They’re starting to the bridge the topic of VPNs with the goal of outlawing them. They can’t really yet, as you can disguise VPN use as HTTPS traffic like you’re accessing a secure website with data obfuscation so they can’t fingerprint your traffic patterns and what sites you’re visiting. Which is why they’re building towards AI agents that will be required on your computers who can spy on your activity rendering encryption, VPNs and Tor useless for protecting your privacy from the tech megacorps and governments.
https://reclaimthenet.org/uk-online-safety-act-privacy-surveillance-vpn-anonymity-regulation
Could Britain’s online censorship push be drifting toward a point where using a VPN could be seen as an act of resistance?
By Dan Frieth
It began as a plan to “keep children safe online.” It has become a national realization about how far the government can reach into the digital lives of its citizens.
The UK’s Online Safety Act has turned into a case study in how a law written for protection can give no protection and end up with mass surveillance.
When peers in the House of Lords met this week to examine its effects, they sounded little like guardians of youth safety, and it was easy to tell they don’t have enough self-awareness to realize they’ve helped unleash a monster.
Lord Clement-Jones, the Liberal Democrat technology spokesperson, noted that young people are already avoiding the law’s controls.
VPNs, he said, are now used on a “widespread” scale, which “risks rendering age-assurance measures ineffective.”
The statement revealed a central problem: the people being protected are already finding their way around the digital ID rules. They always will.
Wikipedia founder Jimmy Wales expressed the issue plainly. Calling the Act “very poorly thought-out legislation,” he told The House magazine: “We will not be age-gating Wikipedia under any circumstances, so, if it comes to that, it’s going to be an interesting showdown, because we’re going to just refuse to do it. Politically, what are they going to do? They could block Wikipedia. Good luck with that.”
Wales’s refusal is part of a natural broader discomfort with the idea of regulating access to information through identification.
Under the new law, platforms must verify users’ ages through ID checks or similar systems. Millions of users will have to prove their identity before they can post or browse. Privacy groups describe this as a national identity program introduced without open debate.
With data breaches still frequent across both government and corporate systems, the setup creates an environment where every login carries potential exposure.
VPN use has increased in response. These tools, once associated with cybersecurity professionals, now serve anyone who prefers to maintain privacy online. They allow people to move through the internet without revealing personal data.

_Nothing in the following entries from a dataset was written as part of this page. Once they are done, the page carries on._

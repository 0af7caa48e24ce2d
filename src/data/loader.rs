use futures::try_join;
use gloo_net::http::Request;
use log::{debug, error, info};
use serde::de::DeserializeOwned;
use thiserror::Error;

use super::join::{EgoIndex, NodeLabels, denormalize};
use super::types::{EgoRecord, Node, Player};
use crate::config::Sources;

/// Why the player data could not be loaded.
#[derive(Debug, Error)]
pub enum LoadError {
	/// The browser could not complete the request or read its body.
	#[error("request for {url} failed: {source}")]
	Request {
		/// Requested url.
		url: String,
		/// Underlying error.
		#[source]
		source: gloo_net::Error,
	},

	/// Non-2xx response other than 404.
	#[error("{url} returned HTTP {status}")]
	Status {
		/// Requested url.
		url: String,
		/// HTTP status code.
		status: u16,
	},

	/// The body is not the JSON shape expected.
	#[error("could not decode {url}: {source}")]
	Decode {
		/// Requested url.
		url: String,
		/// Underlying error.
		#[source]
		source: serde_json::Error,
	},

	/// Nothing is served at this url (HTTP 404).
	#[error("no resource at {url}")]
	Missing {
		/// Requested url.
		url: String,
	},
}

/// Source of JSON documents.
#[allow(async_fn_in_trait)]
pub trait Fetch {
	/// Fetches `url` and decodes its body as JSON.
	async fn get_json<T: DeserializeOwned>(&self, url: &str) -> Result<T, LoadError>;
}

/// Browser `fetch` through gloo-net.
#[derive(Clone, Copy, Debug, Default)]
pub struct HttpFetch;

impl Fetch for HttpFetch {
	async fn get_json<T: DeserializeOwned>(&self, url: &str) -> Result<T, LoadError> {
		let request_failed = |source| LoadError::Request {
			url: url.to_owned(),
			source,
		};
		let response = Request::get(url).send().await.map_err(request_failed)?;
		check_status(url, response.status())?;
		let body = response.text().await.map_err(request_failed)?;
		serde_json::from_str(&body).map_err(|source| LoadError::Decode {
			url: url.to_owned(),
			source,
		})
	}
}

fn check_status(url: &str, status: u16) -> Result<(), LoadError> {
	match status {
		200..=299 => Ok(()),
		404 => Err(LoadError::Missing {
			url: url.to_owned(),
		}),
		status => Err(LoadError::Status {
			url: url.to_owned(),
			status,
		}),
	}
}

/// Everything the view needs once loading is done.
#[derive(Clone, Debug, Default, PartialEq)]
pub struct PlayerData {
	/// Node id to label.
	pub nodes: NodeLabels,
	/// Joined player list.
	pub players: Vec<Player>,
}

/// Loading happens once; there is no way back from `Ready`.
#[derive(Clone, Debug, Default, PartialEq)]
pub enum LoadState {
	/// Waiting on at least one request.
	#[default]
	Loading,
	/// Everything fetched and joined.
	Ready(PlayerData),
}

/// Fetches every configured resource concurrently and joins them once all
/// have arrived. The first failure aborts the whole load.
pub async fn load<F: Fetch>(fetch: &F, sources: &Sources) -> Result<PlayerData, LoadError> {
	let nodes_url = sources.nodes_url();
	let similarities_url = sources.similarities_url();
	let egos_url = sources.egos_url();
	debug!(
		"requesting {nodes_url}, {similarities_url}{}",
		egos_url.as_deref().map(|u| format!(", {u}")).unwrap_or_default()
	);

	let nodes = async {
		let nodes: Vec<Node> = fetch.get_json(&nodes_url).await?;
		Ok::<_, LoadError>(NodeLabels::from_nodes(nodes))
	};
	let players = fetch.get_json::<Vec<Player>>(&similarities_url);
	let egos = async {
		let Some(url) = &egos_url else {
			return Ok(None);
		};
		let records: Vec<EgoRecord> = fetch.get_json(url).await?;
		Ok::<_, LoadError>(Some(EgoIndex::from_records(records)))
	};

	let (nodes, players, egos) = try_join!(nodes, players, egos)?;
	let players = denormalize(players, &nodes, egos.as_ref());
	info!("{} players ready ({} nodes)", players.len(), nodes.len());
	Ok(PlayerData { nodes, players })
}

/// Runs [`load`] and hands the joined data to `on_ready`. A failure is only
/// logged; `on_ready` is never called and the caller stays in `Loading`.
pub async fn load_into<F: Fetch>(
	fetch: &F,
	sources: &Sources,
	on_ready: impl FnOnce(PlayerData),
) {
	match load(fetch, sources).await {
		Ok(data) => on_ready(data),
		Err(err) => error!("player data unavailable: {err}"),
	}
}

#[cfg(test)]
mod tests {
	use std::cell::RefCell;
	use std::collections::HashMap;
	use std::future::Future;
	use std::pin::Pin;
	use std::task::{Context, Poll};

	use futures::executor::block_on;
	use serde_json::json;

	use super::*;
	use crate::data::types::{NodeId, NodeKey};

	/// In-memory documents keyed by url. Every request yields once before
	/// answering so concurrent requests interleave.
	#[derive(Default)]
	struct MemoryFetch {
		bodies: HashMap<String, String>,
		log: RefCell<Vec<String>>,
	}

	impl MemoryFetch {
		fn with(mut self, url: &str, body: serde_json::Value) -> Self {
			self.bodies.insert(url.to_owned(), body.to_string());
			self
		}

		fn with_raw(mut self, url: &str, body: &str) -> Self {
			self.bodies.insert(url.to_owned(), body.to_owned());
			self
		}

		fn log(&self) -> Vec<String> {
			self.log.borrow().clone()
		}
	}

	struct YieldOnce(bool);

	impl Future for YieldOnce {
		type Output = ();

		fn poll(mut self: Pin<&mut Self>, cx: &mut Context<'_>) -> Poll<()> {
			if self.0 {
				Poll::Ready(())
			} else {
				self.0 = true;
				cx.waker().wake_by_ref();
				Poll::Pending
			}
		}
	}

	impl Fetch for MemoryFetch {
		async fn get_json<T: DeserializeOwned>(&self, url: &str) -> Result<T, LoadError> {
			self.log.borrow_mut().push(format!("start {url}"));
			YieldOnce(false).await;
			self.log.borrow_mut().push(format!("end {url}"));
			let body = self.bodies.get(url).ok_or_else(|| LoadError::Missing {
				url: url.to_owned(),
			})?;
			serde_json::from_str(body).map_err(|source| LoadError::Decode {
				url: url.to_owned(),
				source,
			})
		}
	}

	fn alice_and_bob() -> MemoryFetch {
		MemoryFetch::default()
			.with(
				"nodes.json",
				json!([{ "id": 1, "label": "Alice" }, { "id": 2, "label": "Bob" }]),
			)
			.with(
				"similarities.json",
				json!([
					{ "id": 1, "list": [{ "n": 2, "s": 0.9 }] },
					{ "id": 3, "list": [{ "n": 1, "s": 0.4 }] }
				]),
			)
	}

	#[test]
	fn joins_without_egos() {
		let fetch = alice_and_bob();
		let data = block_on(load(&fetch, &Sources::without_egos())).unwrap();

		assert_eq!(data.nodes.get(&NodeId::new(1)), Some("Alice"));
		assert_eq!(data.players.len(), 2);
		assert_eq!(data.players[0].id, NodeKey::Label("Alice".into()));
		assert_eq!(data.players[0].list[0].n, NodeKey::Label("Bob".into()));
		assert_eq!(data.players[1].id, NodeKey::Id(NodeId::new(3)));
		assert!(data.players.iter().all(|p| p.egos.is_none()));
		assert!(!fetch.log().iter().any(|line| line.contains("egos.json")));
	}

	#[test]
	fn joins_with_egos() {
		let fetch = alice_and_bob().with("egos.json", json!([{ "id": 1, "list": [[1, 1, 5]] }]));
		let data = block_on(load(&fetch, &Sources::default())).unwrap();

		assert_eq!(data.players[0].egos, Some(json!([[1, 1, 5]])));
		assert_eq!(data.players[1].egos, None);
	}

	#[test]
	fn all_requests_are_issued_before_any_completes() {
		let fetch = alice_and_bob().with("egos.json", json!([]));
		block_on(load(&fetch, &Sources::default())).unwrap();

		let log = fetch.log();
		let first_end = log.iter().position(|l| l.starts_with("end")).unwrap();
		assert_eq!(first_end, 3, "{log:?}");
		assert_eq!(log.iter().filter(|l| l.starts_with("start")).count(), 3);
	}

	#[test]
	fn missing_resource_fails_the_load() {
		let fetch = alice_and_bob();
		let err = block_on(load(&fetch, &Sources::default())).unwrap_err();
		assert!(matches!(err, LoadError::Missing { ref url } if url == "egos.json"));
	}

	#[test]
	fn malformed_resource_fails_the_load() {
		let fetch = alice_and_bob().with_raw("egos.json", "{not json");
		let err = block_on(load(&fetch, &Sources::default())).unwrap_err();
		assert!(matches!(err, LoadError::Decode { .. }));
		assert!(err.to_string().starts_with("could not decode egos.json"));
	}

	#[test]
	fn base_url_prefixes_every_request() {
		let fetch = MemoryFetch::default()
			.with("/data/nodes.json", json!([]))
			.with("/data/similarities.json", json!([]));
		let data =
			block_on(load(&fetch, &Sources::without_egos().with_base_url("/data/"))).unwrap();
		assert_eq!(data, PlayerData::default());
	}

	#[test]
	fn not_found_maps_to_missing() {
		assert!(check_status("nodes.json", 200).is_ok());
		assert!(check_status("nodes.json", 204).is_ok());
		assert!(matches!(
			check_status("egos.json", 404),
			Err(LoadError::Missing { ref url }) if url == "egos.json"
		));
		assert!(matches!(
			check_status("egos.json", 500),
			Err(LoadError::Status { status: 500, .. })
		));
	}

	#[test]
	fn failed_load_stays_loading() {
		let mut state = LoadState::Loading;
		let fetch = alice_and_bob();
		block_on(load_into(&fetch, &Sources::default(), |data| {
			state = LoadState::Ready(data)
		}));
		assert_eq!(state, LoadState::Loading);
	}

	#[test]
	fn successful_load_becomes_ready() {
		let mut state = LoadState::Loading;
		let fetch = alice_and_bob();
		block_on(load_into(&fetch, &Sources::without_egos(), |data| {
			state = LoadState::Ready(data)
		}));
		assert!(matches!(state, LoadState::Ready(ref data) if data.players.len() == 2));
	}
}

Baroness Liz Lloyd, speaking for the government, said there was “limited evidence on children’s use of VPNs,” while assuring the Lords that the issue was being monitored. “There are no current plans to ban the use of VPNs, as there are legitimate reasons for using VPNs,” she said. She also added, “The Government has made it clear that nothing is off the table when it comes to keeping children safe.”
Her statement aimed to settle the discussion but left open the possibility of future restrictions.
While lawmakers debated, Ofcom, the communications regulator, began broadening its authority into artificial intelligence and algorithmic oversight.
Its chief executive, Melanie Dawes, told the Financial Times: “Have they changed the way the algorithms work so that children don’t get that material shown to them? That’s a big focus for us.”
Platforms such as YouTube, Roblox, and Facebook must now demonstrate that their recommendation systems comply with Ofcom’s standards. “You may see some enforcement action from us in the next few months if we don’t start to get the answers that we’re looking for on the algorithmic side of things,” Dawes said.
Dawes confirmed that ChatGPT falls within the Act’s scope, as does X’s chatbot, Grok. “X is a service that we regulate, and chatbots will often be user-to-user services and therefore caught under the act,” she said.
This interpretation grants regulators power to supervise not only what users post, but how the underlying systems organize and deliver content. It marks a move from moderating speech to moderating design, something that a couple of US states are also trying to do.
Dawes described this change as a correction for the early period of social media. “Safety needs to be considered up front,” she said, because “the industry did not get this right 20 years ago when social media was first launched.”
Every “safeguard” written into the Act reduces the possibility of anonymous participation online. Anonymity, once normal, is increasingly treated as a problem.
People who prefer privacy must rely on VPNs or encryption and hope those tools remain permitted.